Quando, com minha mulher, decidimos adotar uma criança, não quisemos nos aproveitar das pessoas que conhecíamos e que poderiam ajudar-nos a completar o processo de adoção de maneira mais rápida, passando na frente de outros casais que, talvez, viviam na solidão o sofrimento da suspensão. Depois, finalmente, fomos convocados e a funcionária que nos atendeu me conhecia. Ela ficou muito surpresa pela nossa atitude de espera por muitos anos. Com a chegada da nossa filha adotiva, tivemos a confirmação de que os planos de Deus são perfeitos e se realizam somente se fazemos a Sua vontade.
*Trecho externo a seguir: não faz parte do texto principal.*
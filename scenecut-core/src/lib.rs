//! Core library for locating scene cuts in a video's content-change signal.
//!
//! This crate selects a cut threshold automatically, segments a change
//! series at its peaks, refines approximate cut times against local
//! evidence, splits coarse scenes where two independent signals agree and
//! aligns the results to keyframes for export.
//!
//! ## Usage Example
//!
//! ```rust,no_run
//! use scenecut_core::{CoreConfig, ScenePipeline};
//! use scenecut_core::detectors::StatsCsvDetector;
//! use scenecut_core::export::KeyframeSource;
//! use std::path::Path;
//!
//! let config = CoreConfig::from_env().unwrap();
//! let pipeline = ScenePipeline::new(config)
//!     .unwrap()
//!     .with_progress(|fraction| println!("{:.0}%", fraction * 100.0));
//!
//! let detector = StatsCsvDetector::new("/path/to/stats.csv", 29.97).unwrap();
//! let plan = pipeline
//!     .run_detection(
//!         Path::new("/path/to/video.mp4"),
//!         &detector,
//!         Some(120.0),
//!         KeyframeSource::Unavailable,
//!     )
//!     .unwrap();
//! println!("{}", serde_json::to_string_pretty(&plan).unwrap());
//! ```

pub mod config;
pub mod detection;
pub mod detectors;
pub mod error;
pub mod export;
pub mod external;
pub mod pipeline;
pub mod series;
pub mod utils;

// Re-exports for public API
pub use config::{CoreConfig, CoreConfigBuilder, ThresholdMode};
pub use detection::{
    ConsensusThresholds, FuzzyBoundary, RefinedBoundary, SceneRange, find_sub_scenes, refine,
    segment, select_threshold,
};
pub use detectors::ContentChangeDetector;
pub use error::{CoreError, CoreResult};
pub use export::{Alignment, ClipPlan, ExportMode, align};
pub use external::{MediaInfo, MediaProber, check_dependency};
pub use pipeline::{ProgressCallback, ScenePipeline, ScenePlan};
pub use series::{ContentChangePoint, ContentChangeSeries};
pub use utils::format_duration;
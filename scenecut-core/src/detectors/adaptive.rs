//! Adaptive-ratio detector.
//!
//! Camera motion raises the content score of whole stretches of frames. The
//! adaptive ratio divides each frame's content value by the mean of its
//! neighbours, so only values that stand out locally score high.

use std::path::Path;
use std::sync::Arc;

use log::debug;

use super::ContentChangeDetector;
use crate::error::CoreResult;
use crate::series::ContentChangeSeries;

/// Neighbouring frames averaged on each side.
pub const DEFAULT_WINDOW_WIDTH: usize = 2;

/// Content values below this never register as a cut.
pub const DEFAULT_MIN_CONTENT_VALUE: f64 = 15.0;

/// Upper bound of the ratio, also used when the neighbourhood is static.
const MAX_RATIO: f64 = 255.0;

/// Ratio of each content value to the mean of up to `window_width`
/// neighbours on each side.
///
/// Frames near the series edges average over the neighbours they have.
/// A value below `min_content_value` scores 0. A value at or above it with
/// an all-zero neighbourhood scores the cap.
///
/// # Examples
///
/// ```rust
/// use scenecut_core::detectors::adaptive_ratios;
///
/// let ratios = adaptive_ratios(&[2.0, 2.0, 40.0, 2.0, 2.0], 2, 15.0);
/// assert_eq!(ratios[2], 20.0);
/// assert_eq!(ratios[0], 0.0);
/// ```
pub fn adaptive_ratios(content: &[f64], window_width: usize, min_content_value: f64) -> Vec<f64> {
    let n = content.len();
    (0..n)
        .map(|i| {
            let value = content[i];
            if value < min_content_value {
                return 0.0;
            }
            let lo = i.saturating_sub(window_width);
            let hi = (i + window_width).min(n.saturating_sub(1));
            let neighbours: Vec<f64> = (lo..=hi).filter(|&j| j != i).map(|j| content[j]).collect();
            if neighbours.is_empty() {
                return 0.0;
            }
            let mean = neighbours.iter().sum::<f64>() / neighbours.len() as f64;
            if mean.abs() < 1e-5 {
                MAX_RATIO
            } else {
                (value / mean).min(MAX_RATIO)
            }
        })
        .collect()
}

/// Reports adaptive ratios over the series of another content detector.
#[derive(Clone)]
pub struct AdaptiveRatioDetector {
    content: Arc<dyn ContentChangeDetector>,
}

impl AdaptiveRatioDetector {
    /// `content` is usually a [`ContentDistanceDetector`](super::ContentDistanceDetector)
    /// or a [`StatsCsvDetector`](super::StatsCsvDetector).
    pub fn new(content: Arc<dyn ContentChangeDetector>) -> Self {
        Self { content }
    }
}

impl ContentChangeDetector for AdaptiveRatioDetector {
    fn name(&self) -> &'static str {
        "adaptive"
    }

    fn produce(&self, video: &Path) -> CoreResult<ContentChangeSeries> {
        let content = self.content.produce(video)?;
        let ratios = adaptive_ratios(
            &content.scores(),
            DEFAULT_WINDOW_WIDTH,
            DEFAULT_MIN_CONTENT_VALUE,
        );
        debug!(
            "adaptive: {} frames over '{}' from {}",
            ratios.len(),
            self.content.name(),
            video.display()
        );
        ContentChangeSeries::from_scores(&ratios, content.frame_rate())
    }
}

#[cfg(test)]
mod tests {
    use super::*;
    use crate::detectors::{ContentDistanceDetector, StatsCsvDetector};
    use crate::external::mocks::MockFrameSource;
    use std::io::Write;
    use tempfile::NamedTempFile;

    #[test]
    fn test_static_neighbourhood_caps_ratio() {
        let ratios = adaptive_ratios(&[0.0, 0.0, 30.0, 0.0, 0.0], 2, 15.0);
        assert_eq!(ratios, vec![0.0, 0.0, 255.0, 0.0, 0.0]);
    }

    #[test]
    fn test_motion_is_damped() {
        // Steady high content everywhere: no frame stands out.
        let ratios = adaptive_ratios(&[40.0; 7], 2, 15.0);
        assert!(ratios.iter().all(|&r| (r - 1.0).abs() < 1e-12));
    }

    #[test]
    fn test_edges_use_available_neighbours() {
        let ratios = adaptive_ratios(&[20.0, 10.0, 10.0], 2, 15.0);
        assert_eq!(ratios[0], 2.0);
    }

    #[test]
    fn test_single_value_scores_zero() {
        assert_eq!(adaptive_ratios(&[100.0], 2, 15.0), vec![0.0]);
        assert!(adaptive_ratios(&[], 2, 15.0).is_empty());
    }

    #[test]
    fn test_detector_wraps_content() {
        let source = MockFrameSource::solid(
            &[[0, 0, 0], [0, 0, 0], [0, 0, 0], [255, 0, 0], [255, 0, 0], [255, 0, 0]],
            4,
            4,
            25.0,
        );
        let content = ContentDistanceDetector::new(Arc::new(source), 25.0).unwrap();
        let series = AdaptiveRatioDetector::new(Arc::new(content))
            .produce(Path::new("mock.mp4"))
            .unwrap();
        let scores = series.scores();
        assert_eq!(scores[3], 255.0);
        assert_eq!(scores[2], 0.0);
        assert_eq!(series.frame_rate(), 25.0);
    }

    #[test]
    fn test_detector_wraps_stats_file() {
        let mut file = NamedTempFile::new().unwrap();
        writeln!(file, "Frame Number,content_val").unwrap();
        for (i, value) in [2.0, 2.0, 40.0, 2.0, 2.0].iter().enumerate() {
            writeln!(file, "{},{}", i + 1, value).unwrap();
        }
        file.flush().unwrap();

        let stats = StatsCsvDetector::new(file.path(), 10.0).unwrap();
        let series = AdaptiveRatioDetector::new(Arc::new(stats))
            .produce(Path::new("unused.mp4"))
            .unwrap();
        assert_eq!(series.scores(), vec![0.0, 0.0, 20.0, 0.0, 0.0]);
        assert_eq!(series.frame_rate(), 10.0);
    }
}
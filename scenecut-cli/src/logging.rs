// ============================================================================
// scenecut-cli/src/logging.rs
// ============================================================================
//
// LOGGING UTILITIES: Logger setup and time-based identifiers
//
// The CLI logs through the standard `log` facade with `env_logger` as the
// backend. Library crates only emit records; this module decides how they
// look on the terminal.
//
// KEY COMPONENTS:
// - init_logging: Colored, timestamped env_logger output on stderr
// - get_timestamp / generate_job_id: Identifiers for plan files and runs
//
// USAGE:
// - default: info and above
// - --verbose: debug and above
// - RUST_LOG still filters per module when set

use log::LevelFilter;
use owo_colors::OwoColorize;
use std::io::Write;

/// Initializes the global logger.
///
/// Safe to call more than once; later calls are ignored.
pub fn init_logging(verbose: bool) {
    let level = if verbose {
        LevelFilter::Debug
    } else {
        LevelFilter::Info
    };
    init_with_level(level);
}

fn init_with_level(level: LevelFilter) {
    let _ = env_logger::Builder::new()
        .format(|buf, record| {
            let timestamp = buf.timestamp();
            let level_str = match record.level() {
                log::Level::Error => "ERROR",
                log::Level::Warn => "WARN ",
                log::Level::Info => "INFO ",
                log::Level::Debug => "DEBUG",
                log::Level::Trace => "TRACE",
            };
            let level_colored = match record.level() {
                log::Level::Error => level_str.bright_red().to_string(),
                log::Level::Warn => level_str.yellow().to_string(),
                log::Level::Info => level_str.green().to_string(),
                log::Level::Debug => level_str.blue().to_string(),
                log::Level::Trace => level_str.magenta().to_string(),
            };
            writeln!(
                buf,
                "{} {} {}",
                timestamp.to_string().white(),
                level_colored,
                record.args()
            )
        })
        .filter_level(level)
        .parse_default_env()
        .try_init();
}

/// Returns the current local timestamp formatted as "YYYYMMDD_HHMMSS".
pub fn get_timestamp() -> String {
    chrono::Local::now().format("%Y%m%d_%H%M%S").to_string()
}

/// Returns a run identifier of the form `YYYYmmddHHMMSS_<8 hex digits>`.
///
/// # Example
/// ```
/// let id = scenecut_cli::logging::generate_job_id();
/// assert_eq!(id.len(), 23);
/// ```
pub fn generate_job_id() -> String {
    let suffix: u32 = rand::random();
    format!(
        "{}_{:08x}",
        chrono::Local::now().format("%Y%m%d%H%M%S"),
        suffix
    )
}
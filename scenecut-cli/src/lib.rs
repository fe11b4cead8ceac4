// scenecut-cli/src/lib.rs
//
// Library portion of the Scenecut CLI application.
// Contains argument definitions and command logic.

pub mod cli;
pub mod commands;
pub mod logging;
pub mod output;
pub mod progress;

// Re-export items needed by the binary or integration tests
pub use cli::{Cli, Commands, RefineArgs, SplitArgs, ThresholdArgs};
pub use commands::{run_refine, run_split, run_threshold};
Certa vez eu tive que me ocupar de um processo no qual o acusado estava decidido a fazer justiça com as próprias mãos caso não obtivesse a sentença favorável. Nesse ínterim eu continuei a receber preocupantes mensagens anônimas em relação ao aspecto perigoso do réu e as suas estreitas relações com o poder local. Não obstante tudo, eu permaneci fiel às exigências do processo e, algumas vezes, eu tive que advertir, seriamente, o acusado sobre as obrigações inerentes ao andamento processual. No julgamento a sentença final não o favoreceu, mas, eu tive a possibilidade de estabelecer uma relação de confiança com o advogado dele, esta relação dura até hoje. Quando terminou o meu trabalho naquele processo, a pessoa em questão me procurou e, ao cumprimentar-me, confidencialmente, reconheceu as suas atitudes violentas, e que, em tal situação, quando se dava conta das próprias atitudes violentas, confiava ao seu filho a solução das questões que ele considerava irresolúveis.

Como os processos são documentados por escrito, os muitos casos produzem montanhas de papel que, naturalmente, para consultar tudo é muito difícil e desta forma, muitas vezes, os acusados e os seus familiares sentem-se impotentes e sofrem com isso. E, é justamente nestas circunstâncias que, criar espaços de escuta e acolhimento, permite evidenciar a dignidade de cada pessoa, e é o primeiro passo em direção a esperança de uma vida melhor.

Muitas vezes, somente o fato de escutar uma pessoa, com todo coração e toda mente, pode nos oferecer uma luz que vai muito além da práxis processual do interrogatório formal a um detento, e cria as condições para que o acusado possa exprimir o próprio drama e que, por sua vez, o funcionário do tribunal possa ter um conhecimento adequado dos fatos para tomar uma decisão que seja, efetivamente, realmente humana. Isto me aconteceu várias vezes, por exemplo, com um detento, depois de muito escutá-lo, profundamente, decidi que ele deveria passar por uma consulta psiquiátrica. De fato, existia o perigo de que ele poderia tentar suicido e aquela minha decisão, determinou o reequilíbrio da situação.

Vocês sabem muito mais que eu: sempre, em todo lugar, o que faz a diferença é o amor, também na prática da justiça”.